Paul is constantly taking his emotional temperature, trying to gauge how he feels. He’s never simply feeling, completely lost in the drama of his life; his emotions are “vague” (a word that must have appeared more than fifty times in the book), but still, he struggles to identify them:

. . . he calmly turned his head a little and asked if Erin was bored.
“I don’t know. Are you?”
“I can’t tell,” said Paul. “Are you?”
“Maybe a little. Do you want to go?”
“Yeah,” said Paul, and slowly stood.

Some might argue that writing is about finding the story: a good writer needs to take his observations of ordinary life and craft them into a narrative that allows us to make sense of the world around us. Tao Lin doesn’t subscribe to this idea. If his literary influences (the 1980s minimalists like Lorrie Moore, Anne Beattie, and Raymond Carver) taught him anything, it’s that life does not have narrative structure. Life is a series of moments, most of them mundane. (It’s funny and almost impossible to imagine his characters engaging in high-stakes drama: a car chase, a murder, an emergency tracheotomy with a ballpoint pen, a flash mob wedding proposal.)

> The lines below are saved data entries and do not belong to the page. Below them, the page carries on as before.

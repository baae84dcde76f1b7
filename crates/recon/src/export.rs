//! Dump existing directory groups back to the input CSV shape.
//!
//! One row per group member. The entity type column carries the group's
//! entity type, so the output can be fed straight back into a sync run.

use std::io;

use crate::directory::Directory;
use crate::error::{DirectoryError, SyncError};
use crate::model::GroupRecord;

pub const GROUP_NAME_COLUMN: &str = "Group Name";
pub const GROUP_TYPE_COLUMN: &str = "Group Type";

#[derive(Debug, Clone, Copy, Default, PartialEq, Eq)]
pub struct ExportOptions {
    /// Include built-in groups, not just user-created ones.
    pub all_groups: bool,
    /// Add a `Group Type` column (`Static` / `Dynamic`).
    pub include_group_type: bool,
}

#[derive(Debug, Clone, PartialEq, Eq)]
pub struct ExportRow {
    pub entity_type: String,
    pub entity_name: String,
    pub group_name: String,
    pub is_static: bool,
}

pub fn group_type_label(is_static: bool) -> &'static str {
    if is_static {
        "Static"
    } else {
        "Dynamic"
    }
}

/// Fetch every selected group and its members.
pub fn collect_export_rows<D: Directory + ?Sized>(
    directory: &D,
    options: ExportOptions,
) -> Result<Vec<ExportRow>, DirectoryError> {
    let groups: Vec<GroupRecord> = if options.all_groups {
        directory.list_groups()?
    } else {
        directory.list_custom_groups()?
    };
    log::info!("exporting {} group(s)", groups.len());

    let mut rows = Vec::new();
    for group in groups {
        let members = directory.get_group_members(&group.identifier)?;
        log::debug!("group '{}': {} member(s)", group.name, members.len());
        rows.extend(members.into_iter().map(|m| ExportRow {
            entity_type: group.entity_type.clone(),
            entity_name: m.name,
            group_name: group.name.clone(),
            is_static: group.is_static,
        }));
    }
    Ok(rows)
}

/// Write rows as CSV with the standard header.
pub fn write_export_csv<W: io::Write>(
    writer: W,
    rows: &[ExportRow],
    include_group_type: bool,
) -> Result<(), SyncError> {
    let mut out = csv::Writer::from_writer(writer);
    let csv_err = |e: csv::Error| SyncError::Csv(e.to_string());

    let mut header = vec![
        crate::config::DEFAULT_ENTITY_TYPE_COLUMN,
        crate::config::DEFAULT_ENTITY_NAME_COLUMN,
        GROUP_NAME_COLUMN,
    ];
    if include_group_type {
        header.push(GROUP_TYPE_COLUMN);
    }
    out.write_record(&header).map_err(csv_err)?;

    for row in rows {
        let mut record = vec![
            row.entity_type.as_str(),
            row.entity_name.as_str(),
            row.group_name.as_str(),
        ];
        if include_group_type {
            record.push(group_type_label(row.is_static));
        }
        out.write_record(&record).map_err(csv_err)?;
    }
    out.flush().map_err(|e| SyncError::Csv(e.to_string()))?;
    Ok(())
}

#[cfg(test)]
mod tests {
    use super::*;
    use crate::grouper::{load_csv_rows, GroupingSpec};
    use crate::memory::MemoryDirectory;

    fn seeded() -> MemoryDirectory {
        let dir = MemoryDirectory::new();
        let a = dir.add_entity("VirtualMachine", "vm-a");
        let b = dir.add_entity("VirtualMachine", "vm-b");
        dir.seed_group("NY", "VirtualMachine", &[a, b.clone()]);
        dir.seed_group("LA", "VirtualMachine", &[b]);
        dir
    }

    #[test]
    fn rows_per_member() {
        let dir = seeded();
        let rows = collect_export_rows(&dir, ExportOptions::default()).unwrap();
        assert_eq!(rows.len(), 3);
        assert!(rows
            .iter()
            .any(|r| r.group_name == "LA" && r.entity_name == "vm-b" && r.entity_type == "VirtualMachine"));
    }

    #[test]
    fn csv_with_and_without_group_type() {
        let rows = vec![ExportRow {
            entity_type: "VirtualMachine".into(),
            entity_name: "vm-a".into(),
            group_name: "NY".into(),
            is_static: true,
        }];

        let mut buf = Vec::new();
        write_export_csv(&mut buf, &rows, false).unwrap();
        assert_eq!(
            String::from_utf8(buf).unwrap(),
            "Entity Type,Entity Name,Group Name\nVirtualMachine,vm-a,NY\n"
        );

        let mut buf = Vec::new();
        write_export_csv(&mut buf, &rows, true).unwrap();
        assert!(String::from_utf8(buf).unwrap().ends_with("NY,Static\n"));
    }

    #[test]
    fn export_feeds_back_into_grouping() {
        let dir = seeded();
        let rows = collect_export_rows(&dir, ExportOptions::default()).unwrap();
        let mut buf = Vec::new();
        write_export_csv(&mut buf, &rows, false).unwrap();

        let input = load_csv_rows(&String::from_utf8(buf).unwrap()).unwrap();
        let groups = GroupingSpec::new("Entity Type", "Entity Name")
            .group(&input)
            .unwrap();
        let mut names: Vec<&str> = groups.iter().map(|g| g.name.as_str()).collect();
        names.sort();
        assert_eq!(names, vec!["LA", "NY"]);
    }
}
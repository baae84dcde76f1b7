//! Name -> identifier resolution against the directory.
//!
//! Two batch indexes are built once per run so the per-group path is a
//! local lookup. `resolve_name` / `resolve_group_identifier` are the
//! one-call-per-name fallbacks used by incremental operations.
//!
//! With `case_sensitive = false` index keys are lower-cased, so two distinct
//! entities whose names differ only by case share a bucket and resolve as
//! ambiguous. That collapse is intended.

use std::collections::{BTreeSet, HashMap};

use crate::directory::Directory;
use crate::error::{DirectoryError, ResolveError};
use crate::model::{Ambiguity, EntityRecord, GroupRecord};

// ---------------------------------------------------------------------------
// Indexes
// ---------------------------------------------------------------------------

/// Remote groups bucketed by display name.
#[derive(Debug, Clone, Default)]
pub struct GroupIndex {
    by_name: HashMap<String, Vec<GroupRecord>>,
}

impl GroupIndex {
    pub fn from_records(records: impl IntoIterator<Item = GroupRecord>) -> Self {
        let mut by_name: HashMap<String, Vec<GroupRecord>> = HashMap::new();
        for record in records {
            by_name.entry(record.name.clone()).or_default().push(record);
        }
        Self { by_name }
    }

    pub fn get(&self, name: &str) -> &[GroupRecord] {
        self.by_name.get(name).map(Vec::as_slice).unwrap_or(&[])
    }

    /// Groups named `name` that hold `entity_type`. Groups of other types
    /// sharing the name are a different group.
    pub fn get_typed(&self, name: &str, entity_type: &str) -> Vec<&GroupRecord> {
        self.get(name)
            .iter()
            .filter(|g| g.entity_type == entity_type)
            .collect()
    }

    pub fn len(&self) -> usize {
        self.by_name.len()
    }

    pub fn is_empty(&self) -> bool {
        self.by_name.is_empty()
    }
}

/// Outcome of looking a member name up in the [`EntityIndex`].
#[derive(Debug, Clone, PartialEq, Eq)]
pub enum EntityMatch {
    Found(String),
    Missing(Ambiguity),
    Ambiguous(Ambiguity),
    /// Several matches, none or more than one of them active (active-only mode).
    AmbiguousActive(Ambiguity),
}

/// Entities bucketed by type, then by (possibly lower-cased) name.
#[derive(Debug, Clone, Default)]
pub struct EntityIndex {
    case_sensitive: bool,
    by_type: HashMap<String, HashMap<String, Vec<EntityRecord>>>,
}

impl EntityIndex {
    pub fn from_records(records: impl IntoIterator<Item = EntityRecord>, case_sensitive: bool) -> Self {
        let mut by_type: HashMap<String, HashMap<String, Vec<EntityRecord>>> = HashMap::new();
        for record in records {
            let key = index_key(&record.name, case_sensitive);
            by_type
                .entry(record.entity_type.clone())
                .or_default()
                .entry(key)
                .or_default()
                .push(record);
        }
        Self { case_sensitive, by_type }
    }

    pub fn case_sensitive(&self) -> bool {
        self.case_sensitive
    }

    /// All entries filed under `name` for `entity_type`.
    pub fn get(&self, entity_type: &str, name: &str) -> &[EntityRecord] {
        self.by_type
            .get(entity_type)
            .and_then(|names| names.get(&index_key(name, self.case_sensitive)))
            .map(Vec::as_slice)
            .unwrap_or(&[])
    }

    pub fn lookup(&self, entity_type: &str, name: &str, active_only: bool) -> EntityMatch {
        let matches = self.get(entity_type, name);
        let ambiguity = |matches: usize| Ambiguity {
            name: name.to_string(),
            entity_type: entity_type.to_string(),
            matches,
        };

        match matches {
            [] => EntityMatch::Missing(ambiguity(0)),
            [only] => EntityMatch::Found(only.identifier.clone()),
            many if active_only => {
                let active: Vec<&EntityRecord> = many.iter().filter(|e| e.is_active()).collect();
                match active.as_slice() {
                    [only] => EntityMatch::Found(only.identifier.clone()),
                    _ => EntityMatch::AmbiguousActive(ambiguity(many.len())),
                }
            }
            many => EntityMatch::Ambiguous(ambiguity(many.len())),
        }
    }

    /// Display names of every indexed entity of `entity_type`.
    pub fn names_of_type(&self, entity_type: &str) -> BTreeSet<String> {
        self.by_type
            .get(entity_type)
            .map(|names| names.values().flatten().map(|e| e.name.clone()).collect())
            .unwrap_or_default()
    }
}

fn index_key(name: &str, case_sensitive: bool) -> String {
    if case_sensitive {
        name.to_string()
    } else {
        name.to_lowercase()
    }
}

// ---------------------------------------------------------------------------
// Resolver
// ---------------------------------------------------------------------------

pub struct IdentityResolver<'d, D: Directory + ?Sized> {
    directory: &'d D,
}

impl<'d, D: Directory + ?Sized> IdentityResolver<'d, D> {
    pub fn new(directory: &'d D) -> Self {
        Self { directory }
    }

    pub fn index_groups(&self) -> Result<GroupIndex, DirectoryError> {
        let groups = self.directory.list_groups()?;
        log::debug!("indexed {} remote groups", groups.len());
        Ok(GroupIndex::from_records(groups))
    }

    pub fn index_entities(
        &self,
        entity_types: &BTreeSet<String>,
        case_sensitive: bool,
    ) -> Result<EntityIndex, DirectoryError> {
        if entity_types.is_empty() {
            return Ok(EntityIndex::from_records(Vec::new(), case_sensitive));
        }
        let entities = self.directory.list_entities(entity_types)?;
        log::debug!(
            "indexed {} entities across {} type(s)",
            entities.len(),
            entity_types.len()
        );
        Ok(EntityIndex::from_records(
            entities.into_iter().filter(|e| entity_types.contains(&e.entity_type)),
            case_sensitive,
        ))
    }

    pub fn resolve_name(
        &self,
        name: &str,
        entity_type: &str,
        case_sensitive: bool,
    ) -> Result<String, ResolveError> {
        let matches = self
            .directory
            .find_entities_by_name(name, entity_type, case_sensitive)?;
        match matches.as_slice() {
            [] => Err(ResolveError::NameNotFound {
                name: name.to_string(),
                entity_type: entity_type.to_string(),
            }),
            [only] => Ok(only.identifier.clone()),
            many => Err(ResolveError::AmbiguousName {
                name: name.to_string(),
                entity_type: entity_type.to_string(),
                matches: many.len(),
            }),
        }
    }

    /// Resolve every name, failing on the first that does not resolve.
    pub fn resolve_names<'n>(
        &self,
        names: impl IntoIterator<Item = &'n String>,
        entity_type: &str,
        case_sensitive: bool,
    ) -> Result<Vec<String>, ResolveError> {
        names
            .into_iter()
            .map(|name| self.resolve_name(name, entity_type, case_sensitive))
            .collect()
    }

    pub fn resolve_group_identifier(&self, name: &str) -> Result<String, ResolveError> {
        let matches = self.directory.find_groups_by_name(name)?;
        single_group(name, &matches.iter().collect::<Vec<_>>())
    }

    /// Like [`Self::resolve_group_identifier`], ignoring groups of other
    /// entity types that share the name.
    pub fn resolve_typed_group_identifier(
        &self,
        name: &str,
        entity_type: &str,
    ) -> Result<String, ResolveError> {
        let matches = self.directory.find_groups_by_name(name)?;
        let typed: Vec<&GroupRecord> = matches.iter().filter(|g| g.entity_type == entity_type).collect();
        single_group(name, &typed)
    }
}

fn single_group(name: &str, matches: &[&GroupRecord]) -> Result<String, ResolveError> {
    match matches {
        [] => Err(ResolveError::GroupNotFound { name: name.to_string() }),
        [only] => Ok(only.identifier.clone()),
        many => Err(ResolveError::AmbiguousGroupName {
            name: name.to_string(),
            matches: many.len(),
        }),
    }
}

Tabitha Blankenbiller, in her review of Taipei on Spectrum Culture, says, “In the end, I felt as though I had refreshed my Facebook wall for 260 pages, waiting for a real story to come along. But aside from some grainy selfies and viral videos, nothing ever quite shows up.” The pages of Taipei are bleak and empty, yes. But as repetitive and mind-numbing as it is to refresh that Facebook page all day long, you have to admit it’s addictive. It becomes a way to pass huge chunks of our time, a way to experience life. Unlike, say, A Visit from the Goon Squad, Super Sad True Love Story, or The Circle, Taipei doesn’t present us with a hazily dystopian future, where technology has replaced normal human emotions and interactions. Taipei is trying to show us how we live now. Tao Lin’s vision is depressing, sure. But not altogether inaccurate.